Ex-intel official reported Hunter Biden laptop letter was ‘deception operation,’ DOJ asked to probe

Recent complaint came from senior advisor to DNI during the Obama administration.

Published: May 31, 2026 11:28pm

A former senior intelligence community official under President Barack Obama reported concerns earlier this year that the Hunter Biden laptop letter signed by 51 former intelligence officials in 2020 bore characteristics “consistent with coordinated intelligence deception operations,” according to a memo the ex-official submitted to the intelligence community inspector general.

The concerns have now been referred to the Justice Department, a remarkable turnabout for a letter that was used six years ago to censor factually based concerns about Biden family corruption.  

The October 2020 open letter–released as voters were making final decisions about whether to reelect Trump or elect Democrat Joe Biden–was signed by ex-intelligence officials including former National Intelligence Director James Clapper, former Defense Secretary Leon Panetta and former CIA Director John Brennan. 

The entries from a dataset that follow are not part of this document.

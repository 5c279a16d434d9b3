//! Administrator endpoints
//!
//! Every handler here checks the caller's role first.

use axum::{
    extract::{Query, State},
    http::{header, StatusCode},
    response::IntoResponse,
    Extension, Json,
};
use imgq_common::{Identity, Mode, Role, User};
use serde::{Deserialize, Serialize};

use crate::error::{ApiError, ApiResult};
use crate::services::{StatusFilter, UserBreakdown};
use crate::AppState;

#[derive(Debug, Deserialize)]
pub struct CreateUserRequest {
    pub username: String,
    pub password: String,
    #[serde(default = "default_role")]
    pub role: Role,
}

fn default_role() -> Role {
    Role::Annotator
}

/// POST /api/admin/users
pub async fn create_user(
    State(state): State<AppState>,
    Extension(caller): Extension<Identity>,
    Json(request): Json<CreateUserRequest>,
) -> ApiResult<(StatusCode, Json<User>)> {
    caller.require_admin()?;
    let user = state
        .gate()
        .create_user(&request.username, &request.password, request.role)
        .await?;
    Ok((StatusCode::CREATED, Json(user)))
}

/// GET /api/admin/users/stats
pub async fn get_user_breakdown(
    State(state): State<AppState>,
    Extension(caller): Extension<Identity>,
) -> ApiResult<Json<Vec<UserBreakdown>>> {
    caller.require_admin()?;
    Ok(Json(state.aggregator().per_user_breakdown().await?))
}

#[derive(Debug, Deserialize)]
pub struct AssignRequest {
    pub user_id: String,
    pub count: i64,
}

#[derive(Debug, Serialize)]
pub struct AssignResponse {
    pub user_id: String,
    pub requested: i64,
    pub assigned: usize,
}

/// POST /api/admin/assign
///
/// Multi-user mode only.
pub async fn bulk_assign(
    State(state): State<AppState>,
    Extension(caller): Extension<Identity>,
    Json(request): Json<AssignRequest>,
) -> ApiResult<Json<AssignResponse>> {
    caller.require_admin()?;
    if state.mode != Mode::MultiUser {
        return Err(ApiError::BadRequest(
            "Bulk assignment is only available in multi-user mode".to_string(),
        ));
    }

    let assigned = state
        .ledger()
        .bulk_assign(&request.user_id, request.count)
        .await?;
    Ok(Json(AssignResponse {
        user_id: request.user_id,
        requested: request.count,
        assigned,
    }))
}

#[derive(Debug, Deserialize)]
pub struct ExportQuery {
    /// approved | rejected | reported | all
    pub status: Option<String>,
    pub user_id: Option<String>,
}

/// Serialize rows as a downloadable JSON attachment
fn attachment<T: Serialize>(filename: &str, rows: &T) -> ApiResult<impl IntoResponse> {
    let body = serde_json::to_vec_pretty(rows)
        .map_err(|e| ApiError::Internal(format!("Failed to serialize export: {}", e)))?;
    Ok((
        [
            (header::CONTENT_TYPE, "application/json".to_string()),
            (
                header::CONTENT_DISPOSITION,
                format!("attachment; filename=\"{}\"", filename),
            ),
        ],
        body,
    ))
}

/// GET /api/admin/export?status=&user_id=
pub async fn export_filtered(
    State(state): State<AppState>,
    Extension(caller): Extension<Identity>,
    Query(query): Query<ExportQuery>,
) -> ApiResult<impl IntoResponse> {
    caller.require_admin()?;

    let status = match query.status.as_deref() {
        None | Some("all") => None,
        Some(other) => Some(other.parse::<StatusFilter>()?),
    };
    let rows = state
        .aggregator()
        .export_filtered(status, query.user_id.as_deref())
        .await?;

    let filename = format!(
        "annotations_{}.json",
        status.map(|s| s.as_str()).unwrap_or("all")
    );
    attachment(&filename, &rows)
}

/// GET /api/admin/export/all
///
/// Every catalog image, annotated or not.
pub async fn export_catalog(
    State(state): State<AppState>,
    Extension(caller): Extension<Identity>,
) -> ApiResult<impl IntoResponse> {
    caller.require_admin()?;
    let rows = state.aggregator().export_catalog().await?;
    attachment("all_images.json", &rows)
}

Thomas Kuhns, the former official who submitted the memo recently to the Intelligence Community Inspector General, was a Senior Intelligence Officer and former advisor to the Deputy Director of National Intelligence during the Obama administration.

Kuhns told the inspector general that most of his career in government centered on maintaining the Intelligence Community’s analytic and integrity standards. 

"Not a political statement"

“​​This assessment is not a political statement. It is based on the research and analysis of testified behavior, language choices, omissions, coordination, and effects attributable to intelligence tradecraft,” Kuhns wrote in a memo to the ICIG hotline, which was obtained by Just the News.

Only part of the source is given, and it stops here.